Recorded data
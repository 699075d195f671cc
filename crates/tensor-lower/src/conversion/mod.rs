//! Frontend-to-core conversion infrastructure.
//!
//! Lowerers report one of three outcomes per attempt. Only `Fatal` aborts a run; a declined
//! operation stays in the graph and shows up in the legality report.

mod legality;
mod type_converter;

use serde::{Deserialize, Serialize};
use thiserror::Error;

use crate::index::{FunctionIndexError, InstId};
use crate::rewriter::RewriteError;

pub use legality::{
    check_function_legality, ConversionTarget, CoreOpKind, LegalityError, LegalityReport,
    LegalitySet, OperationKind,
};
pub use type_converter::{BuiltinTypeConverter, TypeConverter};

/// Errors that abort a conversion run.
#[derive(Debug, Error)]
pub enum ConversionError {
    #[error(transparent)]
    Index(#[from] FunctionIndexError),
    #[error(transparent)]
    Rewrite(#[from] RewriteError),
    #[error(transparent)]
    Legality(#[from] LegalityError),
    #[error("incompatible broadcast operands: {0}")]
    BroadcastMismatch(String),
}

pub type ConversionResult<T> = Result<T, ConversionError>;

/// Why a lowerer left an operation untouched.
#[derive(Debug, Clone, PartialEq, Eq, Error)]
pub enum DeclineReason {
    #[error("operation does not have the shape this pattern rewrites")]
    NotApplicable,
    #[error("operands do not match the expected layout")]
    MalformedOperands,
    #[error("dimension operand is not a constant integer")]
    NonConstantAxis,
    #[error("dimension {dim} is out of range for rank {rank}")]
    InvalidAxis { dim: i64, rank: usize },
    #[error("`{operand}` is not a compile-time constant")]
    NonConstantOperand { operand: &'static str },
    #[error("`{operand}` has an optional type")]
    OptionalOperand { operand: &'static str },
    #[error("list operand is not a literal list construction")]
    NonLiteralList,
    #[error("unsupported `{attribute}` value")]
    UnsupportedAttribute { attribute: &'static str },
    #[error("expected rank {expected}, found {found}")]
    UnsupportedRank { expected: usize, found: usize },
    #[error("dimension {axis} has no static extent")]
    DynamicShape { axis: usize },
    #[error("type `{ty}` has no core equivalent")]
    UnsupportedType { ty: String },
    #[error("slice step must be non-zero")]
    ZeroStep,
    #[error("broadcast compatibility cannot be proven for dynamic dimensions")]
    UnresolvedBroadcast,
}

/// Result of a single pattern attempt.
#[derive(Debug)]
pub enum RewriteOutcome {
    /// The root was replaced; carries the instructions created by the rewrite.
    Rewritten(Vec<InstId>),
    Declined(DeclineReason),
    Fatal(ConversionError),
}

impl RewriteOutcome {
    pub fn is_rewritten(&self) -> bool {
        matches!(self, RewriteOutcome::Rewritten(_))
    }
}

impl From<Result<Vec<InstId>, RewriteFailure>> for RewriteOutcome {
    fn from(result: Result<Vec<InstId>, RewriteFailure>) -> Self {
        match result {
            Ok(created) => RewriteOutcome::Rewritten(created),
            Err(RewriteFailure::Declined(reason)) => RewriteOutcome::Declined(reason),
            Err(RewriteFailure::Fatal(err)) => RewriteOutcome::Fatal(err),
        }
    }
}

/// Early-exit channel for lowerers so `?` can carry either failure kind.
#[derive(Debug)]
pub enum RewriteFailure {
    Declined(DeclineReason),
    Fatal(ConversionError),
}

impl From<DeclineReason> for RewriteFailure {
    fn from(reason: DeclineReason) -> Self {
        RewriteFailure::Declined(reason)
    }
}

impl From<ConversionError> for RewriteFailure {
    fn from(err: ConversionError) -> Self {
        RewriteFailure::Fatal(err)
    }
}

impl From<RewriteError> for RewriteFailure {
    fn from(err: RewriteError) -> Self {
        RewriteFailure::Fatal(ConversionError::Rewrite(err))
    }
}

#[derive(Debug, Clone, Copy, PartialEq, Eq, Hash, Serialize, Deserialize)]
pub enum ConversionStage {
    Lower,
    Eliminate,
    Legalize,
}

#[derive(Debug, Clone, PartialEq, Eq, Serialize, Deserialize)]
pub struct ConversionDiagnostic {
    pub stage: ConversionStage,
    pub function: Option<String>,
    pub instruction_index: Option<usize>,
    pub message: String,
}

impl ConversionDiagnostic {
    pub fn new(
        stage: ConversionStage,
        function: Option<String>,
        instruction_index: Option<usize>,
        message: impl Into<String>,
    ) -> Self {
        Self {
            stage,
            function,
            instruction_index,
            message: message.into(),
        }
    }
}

* * *

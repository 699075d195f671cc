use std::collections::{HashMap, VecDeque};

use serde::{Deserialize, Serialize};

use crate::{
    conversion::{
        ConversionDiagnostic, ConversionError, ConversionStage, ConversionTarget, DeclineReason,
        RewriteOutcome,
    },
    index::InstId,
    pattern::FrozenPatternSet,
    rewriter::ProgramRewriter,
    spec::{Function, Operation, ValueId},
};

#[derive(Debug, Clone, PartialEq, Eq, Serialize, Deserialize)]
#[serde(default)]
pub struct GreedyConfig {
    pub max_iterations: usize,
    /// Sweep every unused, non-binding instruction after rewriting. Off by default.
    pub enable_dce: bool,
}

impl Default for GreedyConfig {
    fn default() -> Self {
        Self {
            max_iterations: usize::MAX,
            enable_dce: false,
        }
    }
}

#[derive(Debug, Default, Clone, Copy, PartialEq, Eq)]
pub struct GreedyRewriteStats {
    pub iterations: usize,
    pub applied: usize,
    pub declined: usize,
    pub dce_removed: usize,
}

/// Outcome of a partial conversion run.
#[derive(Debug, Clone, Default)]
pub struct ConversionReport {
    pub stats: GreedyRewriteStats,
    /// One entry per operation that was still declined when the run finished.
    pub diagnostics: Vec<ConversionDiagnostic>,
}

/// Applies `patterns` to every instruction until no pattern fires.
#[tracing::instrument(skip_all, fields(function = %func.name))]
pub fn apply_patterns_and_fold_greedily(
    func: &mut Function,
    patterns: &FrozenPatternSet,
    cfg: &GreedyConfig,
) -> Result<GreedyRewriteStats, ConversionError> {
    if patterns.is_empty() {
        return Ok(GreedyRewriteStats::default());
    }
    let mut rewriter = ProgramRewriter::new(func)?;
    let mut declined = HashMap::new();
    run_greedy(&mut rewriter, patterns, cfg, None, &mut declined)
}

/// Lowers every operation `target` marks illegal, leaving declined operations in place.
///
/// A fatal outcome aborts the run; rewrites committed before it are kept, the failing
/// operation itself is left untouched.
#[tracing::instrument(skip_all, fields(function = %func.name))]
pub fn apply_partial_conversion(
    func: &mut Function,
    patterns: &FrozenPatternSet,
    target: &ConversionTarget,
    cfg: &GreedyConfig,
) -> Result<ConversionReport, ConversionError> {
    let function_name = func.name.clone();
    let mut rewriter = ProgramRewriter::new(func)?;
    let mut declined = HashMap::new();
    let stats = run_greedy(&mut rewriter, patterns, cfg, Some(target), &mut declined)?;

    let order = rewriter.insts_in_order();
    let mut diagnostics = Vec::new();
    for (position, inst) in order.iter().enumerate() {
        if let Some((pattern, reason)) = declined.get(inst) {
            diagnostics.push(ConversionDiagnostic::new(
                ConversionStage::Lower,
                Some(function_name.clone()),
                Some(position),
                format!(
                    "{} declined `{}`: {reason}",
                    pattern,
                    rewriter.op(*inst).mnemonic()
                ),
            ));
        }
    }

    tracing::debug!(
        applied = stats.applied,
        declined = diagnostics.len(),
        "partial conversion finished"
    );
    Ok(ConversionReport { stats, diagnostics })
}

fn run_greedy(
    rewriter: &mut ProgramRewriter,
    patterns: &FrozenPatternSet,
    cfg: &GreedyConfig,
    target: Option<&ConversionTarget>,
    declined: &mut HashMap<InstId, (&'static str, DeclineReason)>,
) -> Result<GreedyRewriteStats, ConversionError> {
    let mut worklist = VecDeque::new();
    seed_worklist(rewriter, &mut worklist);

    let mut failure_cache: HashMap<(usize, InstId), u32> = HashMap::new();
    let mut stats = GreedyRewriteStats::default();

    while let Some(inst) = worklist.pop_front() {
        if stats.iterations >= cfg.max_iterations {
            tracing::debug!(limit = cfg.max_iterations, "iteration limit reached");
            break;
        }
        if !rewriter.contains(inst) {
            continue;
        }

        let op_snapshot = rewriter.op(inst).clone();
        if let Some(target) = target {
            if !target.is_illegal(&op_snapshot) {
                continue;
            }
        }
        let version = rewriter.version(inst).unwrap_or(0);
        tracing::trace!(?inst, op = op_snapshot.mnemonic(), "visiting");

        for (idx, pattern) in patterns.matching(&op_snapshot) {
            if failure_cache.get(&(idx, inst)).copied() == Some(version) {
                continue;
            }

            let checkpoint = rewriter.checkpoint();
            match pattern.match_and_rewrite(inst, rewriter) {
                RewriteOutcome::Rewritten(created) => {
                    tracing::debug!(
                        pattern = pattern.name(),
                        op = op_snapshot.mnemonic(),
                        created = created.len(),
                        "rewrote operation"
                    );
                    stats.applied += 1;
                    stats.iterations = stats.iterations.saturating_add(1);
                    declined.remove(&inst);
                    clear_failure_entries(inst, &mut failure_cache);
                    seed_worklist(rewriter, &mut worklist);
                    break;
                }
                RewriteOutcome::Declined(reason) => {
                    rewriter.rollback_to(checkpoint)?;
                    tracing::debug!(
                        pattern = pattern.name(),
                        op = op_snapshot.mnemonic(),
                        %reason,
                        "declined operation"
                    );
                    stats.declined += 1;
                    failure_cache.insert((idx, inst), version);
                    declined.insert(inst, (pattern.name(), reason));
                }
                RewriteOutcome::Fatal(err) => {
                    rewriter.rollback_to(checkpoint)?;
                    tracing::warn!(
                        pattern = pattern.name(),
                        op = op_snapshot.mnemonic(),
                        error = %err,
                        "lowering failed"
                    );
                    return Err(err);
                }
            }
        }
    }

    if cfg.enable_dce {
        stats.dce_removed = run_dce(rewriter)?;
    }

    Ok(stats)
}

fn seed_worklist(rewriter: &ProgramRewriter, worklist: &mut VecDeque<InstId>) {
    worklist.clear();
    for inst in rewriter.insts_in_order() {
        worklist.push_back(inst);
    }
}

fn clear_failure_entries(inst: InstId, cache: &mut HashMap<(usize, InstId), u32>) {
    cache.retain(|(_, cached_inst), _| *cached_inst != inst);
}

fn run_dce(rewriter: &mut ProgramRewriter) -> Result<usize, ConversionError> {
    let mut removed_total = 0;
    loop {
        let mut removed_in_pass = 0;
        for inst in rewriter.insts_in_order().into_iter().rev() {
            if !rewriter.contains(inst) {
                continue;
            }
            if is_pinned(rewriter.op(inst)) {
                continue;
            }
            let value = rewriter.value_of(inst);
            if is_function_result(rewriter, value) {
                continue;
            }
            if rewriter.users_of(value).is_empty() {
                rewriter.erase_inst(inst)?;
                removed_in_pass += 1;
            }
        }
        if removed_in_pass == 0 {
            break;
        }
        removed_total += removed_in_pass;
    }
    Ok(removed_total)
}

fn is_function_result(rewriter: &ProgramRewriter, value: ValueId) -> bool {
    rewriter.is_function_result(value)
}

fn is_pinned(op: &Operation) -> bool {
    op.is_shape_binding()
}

▶ How to complete this task:
Work out how many lines in the records above contain the word "PartialEq", and give only that number.

▶ Completed exercise:
5